You would think that they would at least have the decency to not strap me to a wheelchair as they wheeled me out of the hospital and toward the white van that would transport me to Rutherford.   Everyone gave us a wide berth as the male nurse in the white scrubs wheeled me down the hallway and toward the front doors.  I could see them whispering to each other behind their hands, but I just ignored them. 

After my episode in the hallway, the doctors had gotten me back into my room and hooked up to everything again.  They weren’t so subtle when talking about my diagnosis in my room and right outside my doorway.  I could hear every word they were saying. 

Including schizophrenia and now, after the fire in the hallway, pyromania.

They weren’t considering the fever being the cause of my hallucinations.  That was now gone and replaced by the ever-growing realization that schizophrenia was the cause.      

My parents and Alex stayed in the room with me until the people from Rutherford.  It was like they couldn’t even look at me, though.  They would look anywhere but at me.  I was now their daughter that the doctors were wanted to send away.  It was like they didn’t know me after witnessing the scene in the hallway. 

I didn’t even talk to them when the people from Rutherford came to get me.  I didn’t say bye, didn’t tell them I loved them, nothing.  But neither did they.  I think that’s what hurt me the most, them not saying goodbye to me since I wouldn’t be seeing them for God knows how long.  It made me realize just how much I had now that my life had gone downhill.

Nothing. 

With that realization, I just stopped.  I stopped caring about them, about myself, and about what my life was going to be like now.  I just didn’t care.  I felt as if no one was going to care what happened to me.  So if they weren’t, why should I?

The male nurse who was pushing me stopped at the side of the door to the white van so the other could open it.  Once it was open, he wheeled me up the little ramp that went up into the back of the van.  The wheels locked into place and they shut the door.  I closed my eyes, leaning my head down.

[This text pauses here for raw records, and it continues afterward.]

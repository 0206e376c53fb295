//! `TraceObserver<W>` — bridges `RunObserver` to an `OutputWriter`.

use teg_core::{SimTime, VariableValue};
use teg_sim::RunObserver;

use crate::row::TraceRow;
use crate::writer::OutputWriter;
use crate::{OutputError, OutputResult};

/// A [`RunObserver`] that writes every fired event to any [`OutputWriter`]
/// backend.
///
/// Errors from the writer are stored internally because observer methods
/// have no return value.  After `sim.run()` returns, check for errors with
/// [`take_error`][Self::take_error].
pub struct TraceObserver<W: OutputWriter> {
    writer:     W,
    last_error: Option<OutputError>,
}

impl<W: OutputWriter> TraceObserver<W> {
    pub fn new(writer: W) -> Self {
        Self {
            writer,
            last_error: None,
        }
    }

    /// Take the stored write error (if any) after `sim.run()` returns.
    ///
    /// Returns `None` if all writes succeeded.
    pub fn take_error(&mut self) -> Option<OutputError> {
        self.last_error.take()
    }

    /// Unwrap the inner writer (e.g. to inspect files after the run).
    pub fn into_writer(self) -> W {
        self.writer
    }

    fn store_err(&mut self, result: OutputResult<()>) {
        if let Err(e) = result {
            // Keep only the first error.
            if self.last_error.is_none() {
                self.last_error = Some(e);
            }
        }
    }
}

impl<W: OutputWriter> RunObserver for TraceObserver<W> {
    fn on_event_fired(&mut self, clock: SimTime, vertex: &str, trace: &[(String, VariableValue)]) {
        let row = TraceRow {
            time:   clock.0,
            vertex: vertex.to_owned(),
            values: trace.iter().map(|(_, value)| value.to_string()).collect(),
        };
        let result = self.writer.write_fired(&row);
        self.store_err(result);
    }

    fn on_run_end(&mut self, _final_clock: SimTime, _dispatched: u64) {
        let result = self.writer.finish();
        self.store_err(result);
    }
}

I didn’t open my eyes for the entire drive.  I was guessing it had been about an hour when I felt the van come to a stop.  Hearing the front doors open and close and then the one beside me slide open, I still didn’t open my eyes.  I didn’t want to see where I was going. 

My wheelchair was being jostled around and then I was being wheeled down the ramp until I heard it hit pavement.  My eyes were still closed and I didn’t plan on opening them any time soon. 

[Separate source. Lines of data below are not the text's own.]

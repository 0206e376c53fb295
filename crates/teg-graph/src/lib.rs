//! `teg-graph` — the static description of a timed event graph.
//!
//! A [`Graph`] is plain data: vertices (event types), edges (transitions)
//! whose conditions/delays/priorities/parameters are expression *text*, and
//! state-variable declarations.  External loaders produce it; the simulator
//! consumes it read-only.
//!
//! [`CompiledGraph::compile`] turns that text into parsed ASTs up front,
//! through one [`ExprCache`](teg_expr::ExprCache) whose lifetime is tied to
//! the compiled graph.  Any syntax error is surfaced here — with the owning
//! vertex or edge named — so no parse failure can interrupt a run in
//! progress.
//!
//! | Module      | Contents                                         |
//! |-------------|--------------------------------------------------|
//! | [`graph`]   | `Graph`, `Vertex`, `Edge`, `EdgeAction`, `StateVariable` |
//! | [`compile`] | `CompiledGraph`, `CompiledVertex`, `CompiledEdge`|
//! | [`error`]   | `GraphError`, `GraphResult`                      |

pub mod compile;
pub mod error;
pub mod graph;


// ── Re-exports ────────────────────────────────────────────────────────────────

pub use compile::{CompiledEdge, CompiledGraph, CompiledVertex};
pub use error::{GraphError, GraphResult};
pub use graph::{Edge, EdgeAction, Graph, StateVariable, Vertex};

When I knew we were inside, the first thing that I heard was a far off scream.  My eyes immediately filled with tears at the realization that I was really and truly here at Rutherford Institution.  I was here because my family and the doctors all thought I was crazy.  I wasn’t crazy, though.  I know what I saw.

There was the sound of a door opening and I felt a breeze of cool air make goosebumps rise on my skin.   The wheelchair stopped and I still didn’t open my eyes. 

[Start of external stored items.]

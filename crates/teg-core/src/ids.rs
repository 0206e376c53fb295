//! Strongly typed, zero-cost identifier wrappers.
//!
//! All IDs are `Copy + Ord + Hash` so they can be used as map keys and sorted
//! collection elements without ceremony.  The inner integer is `pub` to allow
//! direct indexing into `Vec`s via `id.0 as usize`, but callers should prefer
//! the `.index()` helpers for clarity.

use std::fmt;

/// Generate a typed ID wrapper around a primitive integer.
macro_rules! typed_id {
    ($(#[$attr:meta])* $vis:vis struct $name:ident($inner:ty);) => {
        $(#[$attr])*
        #[derive(Copy, Clone, PartialEq, Eq, Hash, PartialOrd, Ord, Debug)]
        #[cfg_attr(feature = "serde", derive(serde::Serialize, serde::Deserialize))]
        $vis struct $name(pub $inner);

        impl $name {
            /// Sentinel meaning "no valid ID" — equivalent to `u32::MAX`.
            pub const INVALID: $name = $name(<$inner>::MAX);

            /// Cast to `usize` for direct use as a `Vec` index.
            #[inline(always)]
            pub fn index(self) -> usize {
                self.0 as usize
            }
        }

        impl Default for $name {
            /// Returns the `INVALID` sentinel so uninitialized IDs are visibly invalid.
            #[inline(always)]
            fn default() -> Self {
                Self::INVALID
            }
        }

        impl fmt::Display for $name {
            fn fmt(&self, f: &mut fmt::Formatter<'_>) -> fmt::Result {
                write!(f, "{}({})", stringify!($name), self.0)
            }
        }

        impl From<$name> for usize {
            #[inline(always)]
            fn from(id: $name) -> usize {
                id.0 as usize
            }
        }

        impl TryFrom<usize> for $name {
            type Error = std::num::TryFromIntError;
            fn try_from(n: usize) -> Result<$name, Self::Error> {
                <$inner>::try_from(n).map($name)
            }
        }
    };
}

typed_id! {
    /// Index of a vertex (event type) in a graph's vertex list.
    pub struct VertexId(u32);
}

typed_id! {
    /// Index of a directed edge (transition) in a graph's edge list.
    pub struct EdgeId(u32);
}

That was until I heard a voice in front of me. 

“Hello, Lola,” a male voice said. 

I looked up to see a man who looked like he was in his early fifties.  He had on black-rimmed glasses and had salt-and-pepper hair.  He was dressed in khakis, a dark blue polo shirt, and worn a white doctor’s coat over it.  My eyes widened when I saw the name on his nametag. 

“You’re Dr. Fitzpatrick,” I said.  “My parents were talking about you.”

He smiled at me.  He seemed nice enough.  “Yes, I’m Dr. Fitzpatrick,” he said.